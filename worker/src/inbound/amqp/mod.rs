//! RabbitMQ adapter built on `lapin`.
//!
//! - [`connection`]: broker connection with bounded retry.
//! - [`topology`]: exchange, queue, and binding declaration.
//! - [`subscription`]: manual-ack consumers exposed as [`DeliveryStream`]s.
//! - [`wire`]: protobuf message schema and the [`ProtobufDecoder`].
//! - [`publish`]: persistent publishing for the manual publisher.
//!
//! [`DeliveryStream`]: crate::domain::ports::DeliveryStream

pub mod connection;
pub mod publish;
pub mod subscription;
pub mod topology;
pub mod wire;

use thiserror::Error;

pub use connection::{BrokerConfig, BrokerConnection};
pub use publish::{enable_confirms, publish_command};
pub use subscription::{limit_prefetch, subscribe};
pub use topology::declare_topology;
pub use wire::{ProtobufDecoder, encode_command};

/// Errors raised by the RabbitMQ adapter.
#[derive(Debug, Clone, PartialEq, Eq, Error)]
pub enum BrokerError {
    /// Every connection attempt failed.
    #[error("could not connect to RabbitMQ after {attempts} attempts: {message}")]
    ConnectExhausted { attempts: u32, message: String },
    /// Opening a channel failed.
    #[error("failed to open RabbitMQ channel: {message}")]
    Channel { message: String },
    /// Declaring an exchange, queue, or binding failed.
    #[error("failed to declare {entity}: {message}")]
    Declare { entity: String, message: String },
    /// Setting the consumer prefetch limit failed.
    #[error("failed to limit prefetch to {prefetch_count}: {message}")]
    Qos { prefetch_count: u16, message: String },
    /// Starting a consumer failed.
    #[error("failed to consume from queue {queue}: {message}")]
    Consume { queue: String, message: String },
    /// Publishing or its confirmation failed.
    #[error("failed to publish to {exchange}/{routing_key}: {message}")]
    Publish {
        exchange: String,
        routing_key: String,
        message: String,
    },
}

--

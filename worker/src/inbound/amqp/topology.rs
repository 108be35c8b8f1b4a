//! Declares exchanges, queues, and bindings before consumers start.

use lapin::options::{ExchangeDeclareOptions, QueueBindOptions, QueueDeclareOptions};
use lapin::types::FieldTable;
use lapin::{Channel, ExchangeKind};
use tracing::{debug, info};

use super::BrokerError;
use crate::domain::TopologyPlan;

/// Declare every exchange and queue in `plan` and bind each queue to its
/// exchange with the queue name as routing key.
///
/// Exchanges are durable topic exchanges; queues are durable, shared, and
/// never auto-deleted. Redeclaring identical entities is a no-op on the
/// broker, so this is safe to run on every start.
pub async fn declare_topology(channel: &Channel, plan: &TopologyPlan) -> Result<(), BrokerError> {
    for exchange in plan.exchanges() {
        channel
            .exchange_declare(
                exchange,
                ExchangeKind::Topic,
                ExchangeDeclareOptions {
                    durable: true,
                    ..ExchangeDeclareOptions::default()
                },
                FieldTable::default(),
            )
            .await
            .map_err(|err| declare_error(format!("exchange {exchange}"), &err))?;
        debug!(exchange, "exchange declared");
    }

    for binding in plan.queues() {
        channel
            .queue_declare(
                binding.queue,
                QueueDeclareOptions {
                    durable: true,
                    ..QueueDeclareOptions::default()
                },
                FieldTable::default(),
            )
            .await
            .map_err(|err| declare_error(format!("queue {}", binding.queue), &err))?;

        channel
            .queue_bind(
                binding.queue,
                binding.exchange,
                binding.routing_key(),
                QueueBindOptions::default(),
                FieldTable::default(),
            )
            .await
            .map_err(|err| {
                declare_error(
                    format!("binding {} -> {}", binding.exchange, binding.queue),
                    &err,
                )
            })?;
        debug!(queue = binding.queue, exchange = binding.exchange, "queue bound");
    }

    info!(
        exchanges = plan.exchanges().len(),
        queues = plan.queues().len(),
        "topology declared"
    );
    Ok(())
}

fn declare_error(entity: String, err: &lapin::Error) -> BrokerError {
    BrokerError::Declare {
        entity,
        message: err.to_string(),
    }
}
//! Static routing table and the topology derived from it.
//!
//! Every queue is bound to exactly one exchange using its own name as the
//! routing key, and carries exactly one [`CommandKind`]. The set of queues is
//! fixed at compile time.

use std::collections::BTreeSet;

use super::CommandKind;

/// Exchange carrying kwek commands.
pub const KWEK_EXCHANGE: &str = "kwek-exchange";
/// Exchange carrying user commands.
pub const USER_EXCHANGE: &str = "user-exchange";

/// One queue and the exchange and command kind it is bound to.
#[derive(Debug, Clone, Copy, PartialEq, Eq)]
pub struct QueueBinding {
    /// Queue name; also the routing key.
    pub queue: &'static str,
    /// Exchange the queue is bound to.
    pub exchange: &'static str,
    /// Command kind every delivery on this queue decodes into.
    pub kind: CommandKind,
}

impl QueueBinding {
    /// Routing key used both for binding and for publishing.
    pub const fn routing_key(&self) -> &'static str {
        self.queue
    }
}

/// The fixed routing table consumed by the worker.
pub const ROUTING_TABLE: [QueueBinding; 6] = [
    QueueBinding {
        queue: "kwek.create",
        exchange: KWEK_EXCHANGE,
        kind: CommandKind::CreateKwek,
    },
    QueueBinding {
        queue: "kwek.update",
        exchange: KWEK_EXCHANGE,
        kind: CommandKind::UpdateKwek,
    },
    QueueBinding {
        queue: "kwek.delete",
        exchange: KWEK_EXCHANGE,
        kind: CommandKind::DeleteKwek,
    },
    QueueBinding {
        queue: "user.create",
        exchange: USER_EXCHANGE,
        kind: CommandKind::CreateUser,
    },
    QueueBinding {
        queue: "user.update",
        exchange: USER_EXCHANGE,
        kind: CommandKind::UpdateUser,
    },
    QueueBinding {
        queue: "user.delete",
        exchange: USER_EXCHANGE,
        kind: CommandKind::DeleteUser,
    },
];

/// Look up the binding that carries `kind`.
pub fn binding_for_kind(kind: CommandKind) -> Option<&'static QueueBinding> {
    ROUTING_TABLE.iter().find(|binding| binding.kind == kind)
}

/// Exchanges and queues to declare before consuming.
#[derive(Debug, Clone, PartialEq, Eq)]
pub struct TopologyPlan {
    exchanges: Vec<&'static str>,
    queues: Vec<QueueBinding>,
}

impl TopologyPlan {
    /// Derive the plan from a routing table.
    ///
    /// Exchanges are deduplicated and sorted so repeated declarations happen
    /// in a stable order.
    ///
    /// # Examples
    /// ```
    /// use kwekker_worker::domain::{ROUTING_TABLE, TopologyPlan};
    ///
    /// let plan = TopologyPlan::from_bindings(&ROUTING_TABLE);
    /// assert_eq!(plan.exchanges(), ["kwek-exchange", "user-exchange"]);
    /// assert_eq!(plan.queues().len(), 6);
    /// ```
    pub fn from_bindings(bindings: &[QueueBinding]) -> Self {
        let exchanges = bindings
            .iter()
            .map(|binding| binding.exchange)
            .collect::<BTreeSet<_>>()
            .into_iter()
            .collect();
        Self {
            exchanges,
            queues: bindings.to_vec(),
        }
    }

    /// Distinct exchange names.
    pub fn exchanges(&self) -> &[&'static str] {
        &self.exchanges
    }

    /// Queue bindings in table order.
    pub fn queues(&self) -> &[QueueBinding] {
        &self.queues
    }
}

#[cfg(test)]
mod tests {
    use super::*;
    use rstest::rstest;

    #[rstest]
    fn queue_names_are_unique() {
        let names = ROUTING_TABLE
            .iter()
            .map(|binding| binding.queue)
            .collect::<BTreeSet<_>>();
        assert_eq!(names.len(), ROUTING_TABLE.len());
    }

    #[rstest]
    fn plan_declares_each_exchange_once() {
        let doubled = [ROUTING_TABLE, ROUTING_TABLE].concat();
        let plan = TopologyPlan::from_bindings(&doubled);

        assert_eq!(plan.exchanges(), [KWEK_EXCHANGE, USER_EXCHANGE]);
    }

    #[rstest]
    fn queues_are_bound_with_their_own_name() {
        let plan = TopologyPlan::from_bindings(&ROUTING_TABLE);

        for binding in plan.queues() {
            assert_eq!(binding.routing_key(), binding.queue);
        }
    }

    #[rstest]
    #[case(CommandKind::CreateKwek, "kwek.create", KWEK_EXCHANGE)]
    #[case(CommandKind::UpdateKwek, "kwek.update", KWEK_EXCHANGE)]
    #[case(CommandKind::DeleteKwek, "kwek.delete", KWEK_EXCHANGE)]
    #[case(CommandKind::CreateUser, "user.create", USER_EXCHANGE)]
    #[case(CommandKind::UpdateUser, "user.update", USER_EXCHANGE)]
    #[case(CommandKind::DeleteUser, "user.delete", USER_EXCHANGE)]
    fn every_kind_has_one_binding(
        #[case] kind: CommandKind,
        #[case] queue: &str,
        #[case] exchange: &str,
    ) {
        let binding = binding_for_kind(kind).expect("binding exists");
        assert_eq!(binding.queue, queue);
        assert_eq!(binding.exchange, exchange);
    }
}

• ASSIGNMENT
Could you transcribe the entries above word for word, from the line with "filename worker/src/inbound/amqp/mod.rs" down to the line with "manual-ack consumers exposed", keeping both?

• WRITTEN REPLY
filename worker/src/inbound/amqp/mod.rs
//! RabbitMQ adapter built on `lapin`.
//!
//! - [`connection`]: broker connection with bounded retry.
//! - [`topology`]: exchange, queue, and binding declaration.
//! - [`subscription`]: manual-ack consumers exposed as [`DeliveryStream`]s.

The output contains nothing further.